Fasilitas dalam Friendster memang cukup memanjakan. Disana ada fasilitas semacam email untuk saling berkirim surat dengan siapapun pengguna Friendster, juga ada fasilitas semacam mailing list dalam bentuk bulletin board. Pada bulletin board inilah, banyak
orang yang menyenanginya lantaran banyak berisi hal-hal yang sekadar iseng-iseng, konyol, kucu, dan berandai-andai daripada pengumuman atau informasi yang lebih bermutu atau serius.
Meski melalui Friendster tidak dapat fasilitas chat, namun dengan fasilitas lainnya yang lebih tersebut, menjadikan dunia Friendster dapat dikatakan memilki tingkat kebohongan yang relatif lebih rendah daripada chatting, lantaran pada chatting mayoritas orang hanya mengetahui sekadar nickname-nya saja tanpa mengetahui apapun lainnya sebelum melakukan chat. Bukan berarti kemudian tingkat bohong tidaknya dalam Friendster lantas menjadi rendah. Dunia Friendster, juga menyimpan banyak keraguan dan kamuflase. Banyak terdapat disana tokoh-tokoh nasional maupun internasional, artisartis, para calon presiden RI, hingga partai-partai politik, bahkan PKI sekalipun. Uniknya, sekalipun sulit diketahui kebenarannya dari tokoh-tokoh dan artis-artis tersebut, selalu saja membludak orang-orang yang menghubungkannya menjadi teman, dan demikian pula dengan testimonial-nya, dipenuhi dengan pujian-pujian terhadap idolanya tersebut. K
Tidaklah mengherankan, jika kemudian Friendster menjadi keasyikan tersendiri bagi para pengguna cyberspace. Bahkan tidak sedikit orang yang membukanya tiap hari. Sebagai contoh ekstrim –meski tidak bisa digeneralisir-, ada seorang kawan yang selalu membuka situs tersebut setiap 10-30 menit sekali. Saking mengejalanya, Friendster dan dinamikanya seringkali menjadi bahan obrolan, baik di kantor, sekolah, dan kampus. Memaksa mengisi testimonial, minta di-add, kecengan baru, koleksi foto-foto cantik dan tampan, berlomba banyak-banyakan teman dalam waktu tertentu, bertemu kawan lama, hingga janjian untuk copy darat, adalah sekitar obrolan-obrolan tersebut. Itulah sebabnya, banyak perkantoran yang mulai memblok website tersebut, karena menurunkan kinerja karyawan. Jadi sesungguhnya, modernisme yang dahulu selalu dielu-elukan sebagai pembebas manusia dari segala kungkungan berhala dan mitos abad pertengahan yang dianggap menindas, kini justru menjadikannya sebagai berhala dan mitos baru yang bahkan lebih menindas.

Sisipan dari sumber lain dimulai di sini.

pub mod memory;

pub use memory::{Library, LibraryStats};
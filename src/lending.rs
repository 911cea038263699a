//! Borrow/return lifecycle. Each operation validates everything up front
//! and only then mutates, so a failed call leaves both stores untouched.

use chrono::{Duration, NaiveDate};
use serde::Serialize;
use tracing::{info, warn};

use crate::error::{LibraryError, LibraryResult};
use crate::storage::Library;
use crate::types::{ActiveLoan, LoanRecord};

/// Standard loan period, borrow date inclusive.
pub const LOAN_PERIOD_DAYS: i64 = 14;

/// Points deducted for each late return. No floor on the balance.
pub const LATE_RETURN_PENALTY: i32 = 5;

/// What a successful borrow did.
#[derive(Debug, Clone, Serialize, PartialEq)]
pub struct BorrowReceipt {
    pub book_id: u32,
    pub title: String,
    pub borrowed_on: NaiveDate,
    pub due_on: NaiveDate,
}

/// What a successful return did, including any penalty assessed.
#[derive(Debug, Clone, Serialize, PartialEq)]
pub struct ReturnReceipt {
    pub book_id: u32,
    pub title: String,
    pub returned_on: NaiveDate,
    pub penalty: Option<PenaltyNotice>,
}

#[derive(Debug, Clone, Copy, Serialize, PartialEq, Eq)]
pub struct PenaltyNotice {
    pub points_deducted: i32,
    pub balance: i32,
}

impl Library {
    /// Check a book out to a user. The due date lands `LOAN_PERIOD_DAYS`
    /// after today, the book's borrow count goes up by one, and an open
    /// loan record is appended to the user's history.
    ///
    /// Checks run in a fixed order: unknown book, unknown user, already
    /// borrowed. User lookup is exact-match.
    pub fn borrow_book(&mut self, user_name: &str, book_id: u32) -> LibraryResult<BorrowReceipt> {
        let today = self.today();

        let book_index = self.book_position(book_id).ok_or_else(|| {
            warn!("book not found: {}", book_id);
            LibraryError::BookNotFound(book_id)
        })?;
        let user_index = self.user_position(user_name).ok_or_else(|| {
            warn!("invalid user: {}", user_name);
            LibraryError::UserNotFound(user_name.to_string())
        })?;
        if self.books()[book_index].is_borrowed() {
            warn!("book {} is already borrowed", book_id);
            return Err(LibraryError::AlreadyBorrowed(book_id));
        }

        let due_on = today + Duration::days(LOAN_PERIOD_DAYS);
        let book = self.book_at_mut(book_index);
        book.active_loan = Some(ActiveLoan {
            borrowed_on: today,
            due_on,
        });
        book.borrow_count += 1;
        let title = book.title.clone();

        self.user_at_mut(user_index).loans.push(LoanRecord {
            book_id,
            title: title.clone(),
            borrowed_on: today,
            due_on,
            returned_on: None,
        });

        info!("\"{}\" has been borrowed by {}", title, user_name);
        Ok(BorrowReceipt {
            book_id,
            title,
            borrowed_on: today,
            due_on,
        })
    }

    /// Return a borrowed book. The user's open loan record for the book
    /// is closed with today's date and the book becomes available again;
    /// a return past the due date costs `LATE_RETURN_PENALTY` points.
    ///
    /// Only an *open* record satisfies the lookup: returning a book the
    /// user once held but already gave back fails like any other
    /// mismatched return.
    pub fn return_book(&mut self, user_name: &str, book_id: u32) -> LibraryResult<ReturnReceipt> {
        let today = self.today();

        let book_index = self.book_position(book_id).ok_or_else(|| {
            warn!("book not found: {}", book_id);
            LibraryError::BookNotFound(book_id)
        })?;
        let user_index = self.user_position(user_name).ok_or_else(|| {
            warn!("invalid user: {}", user_name);
            LibraryError::UserNotFound(user_name.to_string())
        })?;

        let title = self.books()[book_index].title.clone();
        let loan_index = self.users()[user_index]
            .loans
            .iter()
            .position(|loan| loan.book_id == book_id && loan.is_open())
            .ok_or_else(|| {
                warn!("{} did not borrow \"{}\"", user_name, title);
                LibraryError::NotBorrowedByUser {
                    user: user_name.to_string(),
                    title: title.clone(),
                }
            })?;

        let due_on = self.users()[user_index].loans[loan_index].due_on;
        let penalty = if today > due_on {
            let user = self.user_at_mut(user_index);
            user.penalty_points -= LATE_RETURN_PENALTY;
            let balance = user.penalty_points;
            warn!(
                "{} returned \"{}\" late and lost {} points, current penalty balance: {}",
                user_name, title, LATE_RETURN_PENALTY, balance
            );
            Some(PenaltyNotice {
                points_deducted: LATE_RETURN_PENALTY,
                balance,
            })
        } else {
            None
        };

        self.user_at_mut(user_index).loans[loan_index].returned_on = Some(today);
        self.book_at_mut(book_index).active_loan = None;

        info!("thank you for returning \"{}\"", title);
        Ok(ReturnReceipt {
            book_id,
            title,
            returned_on: today,
            penalty,
        })
    }
}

‘Tuhan’ Baru? Fenomena Friendster, mengingatkan akan pendapat Jean Baudrillard, seorang pemikir Perancis, yang mengidentifikasi masayarakat barat saat ini sebagai masayarakat simulasi. Masyarakat simulasi ialah masyarakat yang hidup dengan ragam tanda, citra, kode dan sejenisnya yang merupakan hasil produksi ataupun reproduksi dalam sebuah simulacra. Istilah simulacra, seperti dikatakan Baudrillard, merupakan sebuah ruang dimana mekanisme simulasi berlangsung. Simulacra yang terjadi pada saat ini, merupakan tingkatan
ketiga
sejak
zaman
Renaissans,
yang
timbul
sebagai
ekses
dari
berkembanganya ilmu pengetahuan dan teknologi. Adapun dalam mekanisme simulasi, sesungguhnya manusia terjebak atau dijebak dalam sebuah ruang realitas yang dianggapnya nyata, yang padahal semu dan marak rekayasa.
Dalam wacana simulasi tersebut, menjadikan perbedaan antara yang maya dengan yang nyata, benar dan salah, jujur dan bohong, asli dan buatan, sangatlah tidak kentara, semuanya melebur menjadi satu. Efek lain yang dihasilkan, ialah mampu membuat hal yang menakjubkan dengan mereproduksi )realitas, nostalgia dan masa lampau, dan mencipatakan fantasi-fantasi.
Begitulah yang terjadi dalam dunia Friendster, menjadi tidak jelas dan tipis batasannya antara yang benar dan yang salah, jujur dan bohong, asli dan tiruan. Isian pada kolom testimonial, dapat bermakna jamak, mengingat kecenderungan manusia untuk cenderung suka dipuji, yang pada akhirnya terkait dengan eksistensi diri sebagai seorang manusia. Padahal bisa jadi --tanpa bermaksud pretensi negatif--, pujian-pujian yang dilontarkan kepada kawan seseorang dimaksudkan sebagai umpan balik untuk memuji dirinya, yang keduanya juga belum tentu benar sesuai dengan realitas aslinya. Kemudian, dengan banyaknya orang yang menghubungkan dirinya dengan artis-artis, dan dengan melihat isi testimonial dari mereka untuk sang artis, sesungguhnya mereka sedang memodelkan dirinya menjadi seperti sang artis idolanya tersebut, yang bisa jadi pemodelan atas diri sang artis itu diimajinasikannya lewat film dimana sang artis berperan. Inilah yang seringkali memunculkan fantasi-fantasi untuk menjadi seperti apa yang diidolakannya. Disisi lain, sang artis, katakanlah artis nasional, sesungguhnya tidak menjamin bahwa ia
‘menjadi’ dirinya sendiri, melainkan juga terjebak dengan memodelkan dirinya dengan artis-artis Barat dengan segala gaya hidupnya, dan segala ragam tanda dan citra.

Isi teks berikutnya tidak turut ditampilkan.